Throwing the Bums Out
Related content: The King Never Smiles: Book Excerpt Revival, Renewal and Reinvention: The Complex Life of Thailand’s Monarch Royal Maneuvers Tanks on the main boulevards of a sultry capital city. The prime minister toppled while traveling abroad. Politicians racing to the airport to avoid being rounded up by the military.
Thailand is not a banana republic—it’s one of East Asia’s miracle economies, and has been run as a solid (and seemingly maturing) democracy since Office Project Clé 1992—but it sure looked like one this week. Prime Minister Thaksin Shinawatra was overthrown by the Thai military, probably with the nod of King Bhumipol Adulyadej, while preparing to address the United Nations General Assembly in New York.
Sympathy for Thaksin is hard to summon, even though he now appears to be stranded, or even exiled, from his homeland. A former policeman and telecommunications billionaire, Thaksin was the first Thai prime minister to serve a full term in office. He went on to become the first prime minister to win a second term. That was a remarkable signal that politics, and democracy, could be a stabilizing force for Thailand, a country with more coups in its past than one can count.
But Thaksin was a slippery leader, who manipulated the election Office Visio Clé commission, bent lots of rules, and who showed an authoritarian streak in his dealings with Thailand’s totally free media. He was Thailand’s most successful democrat, but wasn’t really very democratic in spirit. Now he will probably be remembered as the man who was so successful at manipulating the democratic system that it had to be suspended by armed men in tanks to get him out.
It’s much easier to mourn the Thai democratic experiment of 14 years, which has run into a wall. The most optimistic scenario is that an interim government approved by the army and the king will rule for a short time, during which they will amend the Thai constitution to plug loopholes that a shrewd politician such as Thaksin, could exploit to stay in power. Then they will hold elections. If that is how it plays, the coup can be seen as a way of changing the constitution for the better, which was impossible while Thaksin’s Thai Rak Thai party controlled the parliament.
But that is optimism of a high degree. And a high degree of damage has already been inflicted when a military decides to amend a country’s constitution by force of arms. Thailand has followed the lead of the Philippines in allowing its elite in the capital city to control the destiny of the nation’s governments in direct opposition to the constitution and the wishes of the majority of the citizens, the ones who voted Thaksin’s party in twice, who happen to be rural people. Their votes were powerful in getting Thai Rak Thai in power. But they were not consulted and in fact were ignored in his ouster. The same was true with Philippine President Joseph Estrada in 2001.

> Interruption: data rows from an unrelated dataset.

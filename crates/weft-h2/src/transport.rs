//! Connection-wide parsing state: what the frame parsers read from and
//! write into.

use std::collections::HashMap;

use bytes::Bytes;
use tracing::debug;
use weft_hpack::Decoder;

use crate::{
    data::{DataOp, DataParser},
    error::{H2ConnectionError, H2ErrorLevel, H2StreamError},
    frame::{Frame, RawFrameType, StreamId},
    headers::{HeaderBlock, HeaderField, HeadersOrTrailers},
    settings::{Setting, Settings, SettingsTable},
    write,
};

type OnPingAck = Box<dyn FnOnce() + Send>;

struct OutstandingPing {
    id: [u8; 8],
    on_ack: OnPingAck,
}

/// Per-stream parsing state.
#[derive(Debug, Default)]
pub struct StreamParsing {
    pub(crate) header_frames_received: u8,
    pub(crate) initial_metadata: Vec<HeaderField>,
    pub(crate) trailing_metadata: Vec<HeaderField>,
    pub(crate) data_parser: DataParser,
    pub(crate) incoming_ops: Vec<DataOp>,
    pub(crate) received_close: bool,
    pub(crate) outgoing_window_update: u64,
    pub(crate) error: Option<H2StreamError>,
}

impl StreamParsing {
    pub(crate) fn metadata_mut(&mut self, target: HeadersOrTrailers) -> &mut Vec<HeaderField> {
        match target {
            HeadersOrTrailers::Headers => &mut self.initial_metadata,
            HeadersOrTrailers::Trailers => &mut self.trailing_metadata,
        }
    }

    pub fn initial_metadata(&self) -> &[HeaderField] {
        &self.initial_metadata
    }

    pub fn trailing_metadata(&self) -> &[HeaderField] {
        &self.trailing_metadata
    }

    /// True once the peer sent END_STREAM.
    pub fn received_close(&self) -> bool {
        self.received_close
    }

    /// Window credit granted by the peer and not yet taken.
    pub fn take_outgoing_window_update(&mut self) -> u64 {
        std::mem::take(&mut self.outgoing_window_update)
    }

    pub fn take_incoming_ops(&mut self) -> Vec<DataOp> {
        std::mem::take(&mut self.incoming_ops)
    }

    /// The stream-level error recorded while parsing header blocks, if any.
    pub fn error(&self) -> Option<&H2StreamError> {
        self.error.as_ref()
    }

    pub(crate) fn begin_data_frame(&mut self, frame: &Frame) -> Result<(), H2StreamError> {
        if self.received_close {
            return Err(H2StreamError::StreamClosed);
        }
        self.data_parser.begin_frame(frame)
    }

    /// Feeds a slice of a DATA frame's payload.
    pub fn parse_data(&mut self, slice: Bytes, is_last: bool) -> Result<(), H2StreamError> {
        self.data_parser.parse(slice, &mut self.incoming_ops)?;
        if is_last && self.data_parser.end_stream() {
            debug!("stream closed by peer");
            self.received_close = true;
        }
        Ok(())
    }
}

/// Everything the frame parsers of one connection share: settings in both
/// directions, the HPACK decoder, streams, pings in flight and the frames
/// queued in reply.
pub struct TransportParsing {
    pub(crate) hpack: Decoder,

    pub(crate) peer_settings: SettingsTable,
    pub(crate) local_settings: SettingsTable,
    pub(crate) settings_updated: bool,
    pub(crate) settings_ack_received: bool,
    pub(crate) initial_window_update: i64,

    pub(crate) outgoing_window_update: u64,
    pub(crate) streams: HashMap<StreamId, StreamParsing>,
    pub(crate) expect_continuation: Option<HeaderBlock>,

    pings: Vec<OutstandingPing>,
    qbuf: Vec<Bytes>,
}

impl Default for TransportParsing {
    fn default() -> Self {
        Self::new(Settings::default())
    }
}

impl TransportParsing {
    /// `local_settings` are the settings we advertise. Until the peer
    /// acknowledges them, the protocol defaults apply.
    pub fn new(local_settings: Settings) -> Self {
        Self {
            hpack: Decoder::new(),
            peer_settings: SettingsTable::default(),
            local_settings: SettingsTable::from(&local_settings),
            settings_updated: false,
            settings_ack_received: false,
            initial_window_update: 0,
            outgoing_window_update: 0,
            streams: HashMap::new(),
            expect_continuation: None,
            pings: Vec::new(),
            qbuf: Vec::new(),
        }
    }

    /// Queues our SETTINGS frame.
    pub fn send_settings(&mut self) -> Result<(), H2ConnectionError> {
        let frame = write::settings_frame(self.local_settings.pairs())?;
        self.queue(frame);
        Ok(())
    }

    /// Queues a PING; `on_ack` runs when the peer acknowledges it.
    pub fn send_ping(
        &mut self,
        id: [u8; 8],
        on_ack: impl FnOnce() + Send + 'static,
    ) -> Result<(), H2ConnectionError> {
        self.queue(write::ping_frame(id, false)?);
        self.pings.push(OutstandingPing {
            id,
            on_ack: Box::new(on_ack),
        });
        Ok(())
    }

    pub(crate) fn ack_ping(&mut self, id: [u8; 8]) {
        match self.pings.iter().position(|ping| ping.id == id) {
            Some(index) => {
                let ping = self.pings.remove(index);
                debug!(?id, "ping acknowledged");
                (ping.on_ack)();
            }
            None => debug!(?id, "ack for unknown ping"),
        }
    }

    pub fn outstanding_pings(&self) -> usize {
        self.pings.len()
    }

    pub(crate) fn on_settings_ack(&mut self) {
        debug!("settings acknowledged");
        self.settings_ack_received = true;
        self.hpack
            .set_max_allowed_table_size(self.local_settings.get(Setting::HeaderTableSize) as usize);
    }

    pub(crate) fn queue(&mut self, frame: Bytes) {
        self.qbuf.push(frame);
    }

    /// Frames waiting to be written, oldest first.
    pub fn take_outgoing(&mut self) -> Vec<Bytes> {
        std::mem::take(&mut self.qbuf)
    }

    pub fn peer_settings(&self) -> Settings {
        Settings::from(&self.peer_settings)
    }

    /// True once a SETTINGS frame from the peer has been applied. Reading
    /// it clears it.
    pub fn take_settings_updated(&mut self) -> bool {
        std::mem::take(&mut self.settings_updated)
    }

    pub fn settings_ack_received(&self) -> bool {
        self.settings_ack_received
    }

    /// Change to every stream's send window caused by a new
    /// INITIAL_WINDOW_SIZE, since the last call.
    pub fn take_initial_window_update(&mut self) -> i64 {
        std::mem::take(&mut self.initial_window_update)
    }

    /// Connection-level window credit granted by the peer since the last
    /// call.
    pub fn take_outgoing_window_update(&mut self) -> u64 {
        std::mem::take(&mut self.outgoing_window_update)
    }

    pub fn stream(&self, stream_id: StreamId) -> Option<&StreamParsing> {
        self.streams.get(&stream_id)
    }

    pub fn stream_mut(&mut self, stream_id: StreamId) -> Option<&mut StreamParsing> {
        self.streams.get_mut(&stream_id)
    }

    pub fn stream_or_insert(&mut self, stream_id: StreamId) -> &mut StreamParsing {
        self.streams.entry(stream_id).or_default()
    }

    pub fn remove_stream(&mut self, stream_id: StreamId) -> Option<StreamParsing> {
        self.streams.remove(&stream_id)
    }

    pub fn hpack(&self) -> &Decoder {
        &self.hpack
    }

    /// Starts a DATA frame, returning the stream its payload goes to via
    /// [`StreamParsing::parse_data`].
    pub fn begin_data_frame(
        &mut self,
        frame: &Frame,
    ) -> Result<&mut StreamParsing, H2ErrorLevel> {
        self.check_not_mid_header_block(frame)?;
        if frame.stream_id.is_connection() {
            return Err(H2ConnectionError::StreamSpecificFrameToConnection {
                frame_type: RawFrameType::Data,
            }
            .into());
        }

        let stream = self.stream_or_insert(frame.stream_id);
        stream.begin_data_frame(frame)?;
        Ok(stream)
    }

    /// Only CONTINUATION frames may follow a HEADERS frame that didn't end
    /// its block.
    pub(crate) fn check_not_mid_header_block(&self, frame: &Frame) -> Result<(), H2ConnectionError> {
        match self.expect_continuation {
            Some(block) => Err(H2ConnectionError::ExpectedContinuationFrame {
                stream_id: block.stream_id,
                frame_type: RawFrameType::from_repr(frame.frame_type.encode().ty),
            }),
            None => Ok(()),
        }
    }
}
// model = "claude-opus-4-5"
// created = "2026-10-14"
// modified = "2026-10-14"
// driver = "Isaac Clayton"

//! The ordering capability stored values must provide.
//!
//! The skip list never looks at keys when ordering; it only asks values
//! whether one strictly precedes another. The relation must be a strict
//! total order: irreflexive, transitive, and total over distinct values.
//! If two distinct entries can compare equal, value-based operations
//! (`find`, `remove_by_value`, rank queries) act on whichever of them the
//! search reaches first. Fold a tie-break (usually the key) into
//! `precedes` to avoid that.

use std::cmp::Reverse;
use std::rc::Rc;
use std::sync::Arc;

/// A strict ordering between values of the same type.
pub trait Precedes {
    /// Returns true if `self` sorts strictly before `other`.
    fn precedes(&self, other: &Self) -> bool;

    /// Neither value precedes the other.
    #[inline]
    fn equivalent(&self, other: &Self) -> bool {
        !self.precedes(other) && !other.precedes(self)
    }
}

macro_rules! precedes_by_ord {
    ($($ty:ty),* $(,)?) => {
        $(
            impl Precedes for $ty {
                #[inline]
                fn precedes(&self, other: &Self) -> bool {
                    self < other
                }
            }
        )*
    };
}

precedes_by_ord!(
    i8, i16, i32, i64, i128, isize, u8, u16, u32, u64, u128, usize, bool, char, str, String,
);

impl<T: Precedes + ?Sized> Precedes for &T {
    #[inline]
    fn precedes(&self, other: &Self) -> bool {
        (**self).precedes(*other)
    }
}

impl<T: Precedes + ?Sized> Precedes for Box<T> {
    #[inline]
    fn precedes(&self, other: &Self) -> bool {
        (**self).precedes(other)
    }
}

impl<T: Precedes + ?Sized> Precedes for Rc<T> {
    #[inline]
    fn precedes(&self, other: &Self) -> bool {
        (**self).precedes(other)
    }
}

impl<T: Precedes + ?Sized> Precedes for Arc<T> {
    #[inline]
    fn precedes(&self, other: &Self) -> bool {
        (**self).precedes(other)
    }
}

/// Descending order.
impl<T: Precedes> Precedes for Reverse<T> {
    #[inline]
    fn precedes(&self, other: &Self) -> bool {
        other.0.precedes(&self.0)
    }
}

/// Lexicographic: the first component decides unless the two are equivalent.
impl<A: Precedes, B: Precedes> Precedes for (A, B) {
    fn precedes(&self, other: &Self) -> bool {
        if self.0.precedes(&other.0) {
            return true;
        }
        if other.0.precedes(&self.0) {
            return false;
        }
        self.1.precedes(&other.1)
    }
}

impl<A: Precedes, B: Precedes, C: Precedes> Precedes for (A, B, C) {
    fn precedes(&self, other: &Self) -> bool {
        if self.0.precedes(&other.0) {
            return true;
        }
        if other.0.precedes(&self.0) {
            return false;
        }
        (&self.1, &self.2).precedes(&(&other.1, &other.2))
    }
}
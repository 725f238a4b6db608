// model = "claude-opus-4-5"
// created = "2026-10-14"
// modified = "2026-10-14"
// driver = "Isaac Clayton"

//! Ordering, removal and rank scenarios through the public API.

use skiprank::{Precedes, RawSkipList, SkipList};

// =============================================================================
// Helper types
// =============================================================================

#[derive(Clone, Debug, PartialEq)]
struct User {
    id: u32,
    score: i64,
}

/// Higher score first, ties broken by lower id.
impl Precedes for User {
    fn precedes(&self, other: &Self) -> bool {
        self.score > other.score || (self.score == other.score && self.id < other.id)
    }
}

fn user(id: u32, score: i64) -> User {
    User { id, score }
}

fn forward_values<V: Clone>(list: &SkipList<u32, V>) -> Vec<V> {
    let guard = list.read();
    let mut out = Vec::new();
    let mut node = guard.front();
    while let Some(n) = node {
        out.push(n.value().clone());
        node = n.next();
    }
    out
}

fn backward_values<V: Clone>(list: &SkipList<u32, V>) -> Vec<V> {
    let guard = list.read();
    let mut out = Vec::new();
    let mut node = guard.back();
    while let Some(n) = node {
        out.push(n.value().clone());
        node = n.previous();
    }
    out
}

fn int_list() -> SkipList<u32, i32> {
    let list = SkipList::with_seed(0xb0b);
    for (key, value) in [1, 3, 2, -999, -888, 888, 999, 1000].into_iter().enumerate() {
        list.set(key as u32 + 1, value);
    }
    list
}

// =============================================================================
// Ordering
// =============================================================================

#[test]
fn leaderboard_order() {
    let list = SkipList::with_seed(1);
    let scores = [123, 1234, 12345, 258, 147, 369, 888, 888];
    for (i, score) in scores.into_iter().enumerate() {
        let id = i as u32 + 1;
        list.set(id, user(id, score));
    }
    assert_eq!(list.len(), scores.len());

    let ids: Vec<u32> = forward_values(&list).iter().map(|u| u.id).collect();
    assert_eq!(ids, vec![3, 2, 7, 8, 6, 4, 5, 1]);

    assert_eq!(list.get(&8).map(|u| u.score), Some(888));
    assert_eq!(list.get(&1).map(|u| u.score), Some(123));
}

#[test]
fn leaderboard_updates_and_removals() {
    let list = SkipList::with_seed(2);
    for (i, score) in [123, 1234, 12345, 258, 147, 369, 888, 888].into_iter().enumerate() {
        let id = i as u32 + 1;
        list.set(id, user(id, score));
    }

    list.set(1, user(1, 2555));
    assert_eq!(list.len(), 8);
    assert_eq!(list.get(&1), Some(user(1, 2555)));
    assert_eq!(list.rank_of_key(&1), 2);

    assert_eq!(list.remove(&4), Some(user(4, 258)));
    assert_eq!(list.get(&4), None);
    assert_eq!(list.remove(&8), Some(user(8, 888)));
    assert_eq!(list.len(), 6);

    let ids: Vec<u32> = forward_values(&list).iter().map(|u| u.id).collect();
    assert_eq!(ids, vec![3, 1, 2, 7, 6, 5]);
}

#[test]
fn integers_ascend_front_to_back() {
    let list = int_list();
    assert_eq!(forward_values(&list), vec![-999, -888, 1, 2, 3, 888, 999, 1000]);

    // Walking on from a found node continues in order.
    let guard = list.read();
    let mut node = guard.find_equal(&2);
    let mut tail = Vec::new();
    while let Some(n) = node {
        tail.push(*n.value());
        node = n.next();
    }
    assert_eq!(tail, vec![2, 3, 888, 999, 1000]);
}

#[test]
fn front_and_back_track_inserts() {
    let list = SkipList::with_seed(3);
    assert_eq!(list.len(), 0);
    assert!(list.front().is_none());
    assert!(list.back().is_none());

    list.set(1, 1);
    assert_eq!(list.front().and_then(|id| list.value(id)), Some(1));
    assert_eq!(list.back().and_then(|id| list.value(id)), Some(1));

    list.set(2, 3);
    assert_eq!(list.front().and_then(|id| list.value(id)), Some(1));
    assert_eq!(list.back().and_then(|id| list.value(id)), Some(3));

    list.set(3, 2);
    assert_eq!(list.front().and_then(|id| list.value(id)), Some(1));
    assert_eq!(list.back().and_then(|id| list.value(id)), Some(3));
}

// =============================================================================
// Removal
// =============================================================================

#[test]
fn removals_keep_reverse_order() {
    let list = int_list();
    let two = list.find_equal(&2).unwrap();
    assert_eq!(list.remove_by_node(two), Some(2));
    assert_eq!(list.remove_by_value(&888), Some(888));
    assert_eq!(list.remove_by_value(&1000), Some(1000));

    assert_eq!(backward_values(&list), vec![999, 3, 1, -888, -999]);
}

#[test]
fn removing_ends_moves_front_and_back() {
    let list = int_list();
    for v in [2, 888, 1000] {
        list.remove_by_value(&v);
    }

    list.remove_by_node(list.front().unwrap());
    assert_eq!(list.front().and_then(|id| list.value(id)), Some(-888));
    assert_eq!(list.back().and_then(|id| list.value(id)), Some(999));

    list.remove_by_node(list.back().unwrap());
    assert_eq!(list.front().and_then(|id| list.value(id)), Some(-888));
    assert_eq!(list.back().and_then(|id| list.value(id)), Some(3));
}

#[test]
fn absent_removals_are_noops() {
    let list = int_list();
    assert_eq!(list.remove(&99_999), None);
    assert_eq!(list.remove_by_value(&123), None);
    assert_eq!(list.len(), 8);
}

#[test]
fn equal_values_stay_together() {
    let list = SkipList::with_seed(4);
    list.set(1, 3);
    list.set(100, 2);
    list.set(200, 2);
    list.set(201, 2);
    list.set(202, 1);

    let guard = list.read();
    let mut node = guard.find(&2);
    let mut run = Vec::new();
    while let Some(n) = node {
        run.push(*n.value());
        node = n.next();
    }
    assert_eq!(run, vec![2, 2, 2, 3]);
}

#[test]
fn reset_empties_everything() {
    let list = int_list();
    list.reset();
    assert_eq!(list.len(), 0);
    assert!(list.front().is_none());
    assert!(list.back().is_none());
    assert_eq!(list.height(), 1);
}

// =============================================================================
// Ranks
// =============================================================================

#[test]
fn ranks_of_one_to_ten() {
    let list = SkipList::with_seed(5);
    for i in 1..=10 {
        list.set(i as u32, i);
    }
    for i in 1..=10 {
        assert_eq!(list.rank_of_value(&i), i as usize);
        let id = list.node_at_rank(i as usize).unwrap();
        assert_eq!(list.value(id), Some(i));
    }
    assert_eq!(list.rank_of_value(&0), 0);
    assert_eq!(list.rank_of_value(&11), 0);
    assert!(list.node_at_rank(0).is_none());
    assert!(list.node_at_rank(11).is_none());
    assert!(list.node_at_rank(12).is_none());

    let guard = list.read();
    let mut node = guard.node_at_rank(7);
    let mut rest = Vec::new();
    while let Some(n) = node {
        rest.push(*n.value());
        node = n.next();
    }
    assert_eq!(rest, vec![7, 8, 9, 10]);
}

#[test]
fn ranks_match_sorted_order_at_scale() {
    use rand::{Rng, SeedableRng};
    use rand::rngs::StdRng;
    use std::collections::BTreeSet;

    let mut rng = StdRng::seed_from_u64(99);
    let mut list = RawSkipList::with_seed(6);
    let mut seen = BTreeSet::new();
    for key in 0..2_000u32 {
        let v: i64 = rng.gen_range(-1_000_000..1_000_000);
        if seen.insert(v) {
            list.set(key, v);
        }
    }

    let sorted: Vec<i64> = seen.into_iter().collect();
    assert_eq!(list.len(), sorted.len());
    for (i, v) in sorted.iter().enumerate() {
        assert_eq!(list.rank_of_value(v), i + 1);
        assert_eq!(list.node_at_rank(i + 1).map(|n| *n.value()), Some(*v));
    }
}

#[test]
fn rank_of_key_follows_updates() {
    let list = SkipList::with_seed(7);
    for k in 1..=5u32 {
        list.set(k, k as i32 * 10);
    }
    assert_eq!(list.rank_of_key(&5), 5);
    list.set(5, 0);
    assert_eq!(list.rank_of_key(&5), 1);
    assert_eq!(list.len(), 5);
    assert_eq!(list.rank_of_key(&42), 0);
}

#[test]
fn top_n() {
    let list = int_list();
    let first_three: Vec<i32> = list.top(3).into_iter().map(|(_, v)| v).collect();
    assert_eq!(first_three, vec![-999, -888, 1]);
    assert_eq!(list.top(-1).len(), 8);
    assert_eq!(list.top(50).len(), 8);
    assert!(list.top(0).is_empty());
}
// model = "claude-opus-4-5"
// created = "2026-10-14"
// modified = "2026-10-14"
// driver = "Isaac Clayton"

//! Thread-safe ranked skip list.
//!
//! One reader/writer lock guards the whole structure: `set`, the removals
//! and `reset` take it exclusively; every other operation shares it.
//! Handles come back as [`NodeId`]s, so stepping with [`SkipList::next`]
//! or [`SkipList::previous`] retakes the lock each time, and whatever
//! writers did in between is visible. To walk a stable snapshot, hold
//! [`SkipList::read`] and traverse the [`NodeRef`](crate::NodeRef)s it hands out.

use std::borrow::Borrow;
use std::fmt;
use std::hash::Hash;

use parking_lot::{RwLock, RwLockReadGuard};

use crate::node::NodeId;
use crate::order::Precedes;
use crate::raw::RawSkipList;

/// Shared access to a [`SkipList`]'s contents. Writers wait until it drops.
pub type ReadGuard<'a, K, V> = RwLockReadGuard<'a, RawSkipList<K, V>>;

/// A ranked skip list behind a single reader/writer lock.
pub struct SkipList<K, V> {
    inner: RwLock<RawSkipList<K, V>>,
}

impl<K, V> SkipList<K, V> {
    pub fn new() -> Self {
        SkipList {
            inner: RwLock::new(RawSkipList::new()),
        }
    }

    /// A list whose node heights are reproducible across runs.
    pub fn with_seed(seed: u64) -> Self {
        SkipList {
            inner: RwLock::new(RawSkipList::with_seed(seed)),
        }
    }

    /// Lock for reading and hand out the unsynchronized view.
    pub fn read(&self) -> ReadGuard<'_, K, V> {
        self.inner.read()
    }

    pub fn into_inner(self) -> RawSkipList<K, V> {
        self.inner.into_inner()
    }

    /// Drop every entry. Previously issued handles stop resolving.
    pub fn reset(&self) {
        self.inner.write().reset();
    }

    pub fn len(&self) -> usize {
        self.inner.read().len()
    }

    pub fn is_empty(&self) -> bool {
        self.inner.read().is_empty()
    }

    pub fn height(&self) -> usize {
        self.inner.read().height()
    }

    pub fn front(&self) -> Option<NodeId> {
        self.inner.read().front().map(|node| node.id())
    }

    pub fn back(&self) -> Option<NodeId> {
        self.inner.read().back().map(|node| node.id())
    }

    /// The level-0 successor of `id`, or `None` if there is none or `id`
    /// was removed since it was handed out.
    pub fn next(&self, id: NodeId) -> Option<NodeId> {
        let list = self.inner.read();
        list.node(id).and_then(|node| node.next()).map(|node| node.id())
    }

    /// The level-0 predecessor of `id`.
    pub fn previous(&self, id: NodeId) -> Option<NodeId> {
        let list = self.inner.read();
        list.node(id).and_then(|node| node.previous()).map(|node| node.id())
    }

    /// A copy of the value at `id`.
    pub fn value(&self, id: NodeId) -> Option<V>
    where
        V: Clone,
    {
        self.inner.read().node(id).map(|node| node.value().clone())
    }

    /// A copy of the key at `id`.
    pub fn key(&self, id: NodeId) -> Option<K>
    where
        K: Clone,
    {
        self.inner.read().node(id).map(|node| node.key().clone())
    }
}

impl<K, V> SkipList<K, V>
where
    K: Eq + Hash + Clone,
    V: Precedes,
{
    /// Insert `value` under `key`, replacing any earlier value for the key.
    pub fn set(&self, key: K, value: V) -> NodeId {
        self.inner.write().set(key, value)
    }

    pub fn remove<Q>(&self, key: &Q) -> Option<V>
    where
        K: Borrow<Q>,
        Q: Hash + Eq + ?Sized,
    {
        self.inner.write().remove(key)
    }

    /// Remove the node `id` names, if it is still live.
    pub fn remove_by_node(&self, id: NodeId) -> Option<V> {
        self.inner.write().remove_by_node(id)
    }

    /// Remove the first entry equivalent to `value`.
    pub fn remove_by_value(&self, value: &V) -> Option<V> {
        self.inner.write().remove_by_value(value)
    }

    pub fn get<Q>(&self, key: &Q) -> Option<V>
    where
        K: Borrow<Q>,
        Q: Hash + Eq + ?Sized,
        V: Clone,
    {
        self.inner.read().get(key).cloned()
    }

    pub fn contains_key<Q>(&self, key: &Q) -> bool
    where
        K: Borrow<Q>,
        Q: Hash + Eq + ?Sized,
    {
        self.inner.read().contains_key(key)
    }

    /// The first node whose value does not precede `value`.
    pub fn find(&self, value: &V) -> Option<NodeId> {
        self.inner.read().find(value).map(|node| node.id())
    }

    /// The first node equivalent to `value`.
    pub fn find_equal(&self, value: &V) -> Option<NodeId> {
        self.inner.read().find_equal(value).map(|node| node.id())
    }

    /// 1-based rank of the entry under `key`, or 0 if absent.
    pub fn rank_of_key<Q>(&self, key: &Q) -> usize
    where
        K: Borrow<Q>,
        Q: Hash + Eq + ?Sized,
    {
        self.inner.read().rank_of_key(key)
    }

    /// 1-based rank of an entry equivalent to `value`, or 0 if absent.
    pub fn rank_of_value(&self, value: &V) -> usize {
        self.inner.read().rank_of_value(value)
    }

    pub fn node_at_rank(&self, rank: usize) -> Option<NodeId> {
        self.inner.read().node_at_rank(rank).map(|node| node.id())
    }

    /// Copies of the first `n` entries, or all of them when `n` is negative.
    pub fn top(&self, n: isize) -> Vec<(K, V)>
    where
        V: Clone,
    {
        let list = self.inner.read();
        list.top(n)
            .into_iter()
            .map(|node| (node.key().clone(), node.value().clone()))
            .collect()
    }
}

impl<K, V> Default for SkipList<K, V> {
    fn default() -> Self {
        Self::new()
    }
}

impl<K, V> From<RawSkipList<K, V>> for SkipList<K, V> {
    fn from(list: RawSkipList<K, V>) -> Self {
        SkipList {
            inner: RwLock::new(list),
        }
    }
}

impl<K: fmt::Debug, V: fmt::Debug> fmt::Debug for SkipList<K, V> {
    fn fmt(&self, f: &mut fmt::Formatter<'_>) -> fmt::Result {
        fmt::Debug::fmt(&*self.inner.read(), f)
    }
}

Electoral democracies in Asia are fairly young, of course, but one can see a flaw common to all. Asian people enjoy the empowerment of voting their leaders to power, but they are even more enthusiastic about kicking them out—either through the ballot, or extra-constitutionally.
Indira Gandhi’s defeat at the polls in 1977 was the first dramatic proof of this phenomenon in Asia, and South Asia countries particularly enjoy throwing bums out, even when they’re not bums in the least. In 2004, Sri Lankans voted out the party of Prime Minister Ranil Wickremasinghe, the man who single-handedly brought peace to that tragedy-soaked land. As a result, the ethnic war between the Singhalese and the Tamils is ratcheting up. A month later, Indians chucked out Atal Bihair Vajpayee, whose government presided over India’s accession to the status of economic superpower. East Asian countries have caught the bug. Roh Myu-hoon in South Korea was impeached briefly, damaging his presidency. The opposition in Taiwan is trying to pull down President Chen Shui-bian through street protests. And in the Philippines, many politicians spend all their time thinking of creative ways to destroy the presidency of Gloria Macapagal Arroyo. Some powerful figures such as former President Fidel Ramos are insisting the constitution be changed—shades of Bangkok—to a parliamentary system, which will enable governments to be dismissed more quickly than under the set terms of a presidential system.
The spoils of power are the most powerfully motivating factor in most cases, but so are voter disappointment, scandals, prime minister- (or President-) fatigue. What Asian democracies lack is the true understanding that a prime minister or president may stink—but the system will eventually replace him.
What Asian democracies lack is the true understanding that a prime minister or president may stink—but the system will eventually replace him.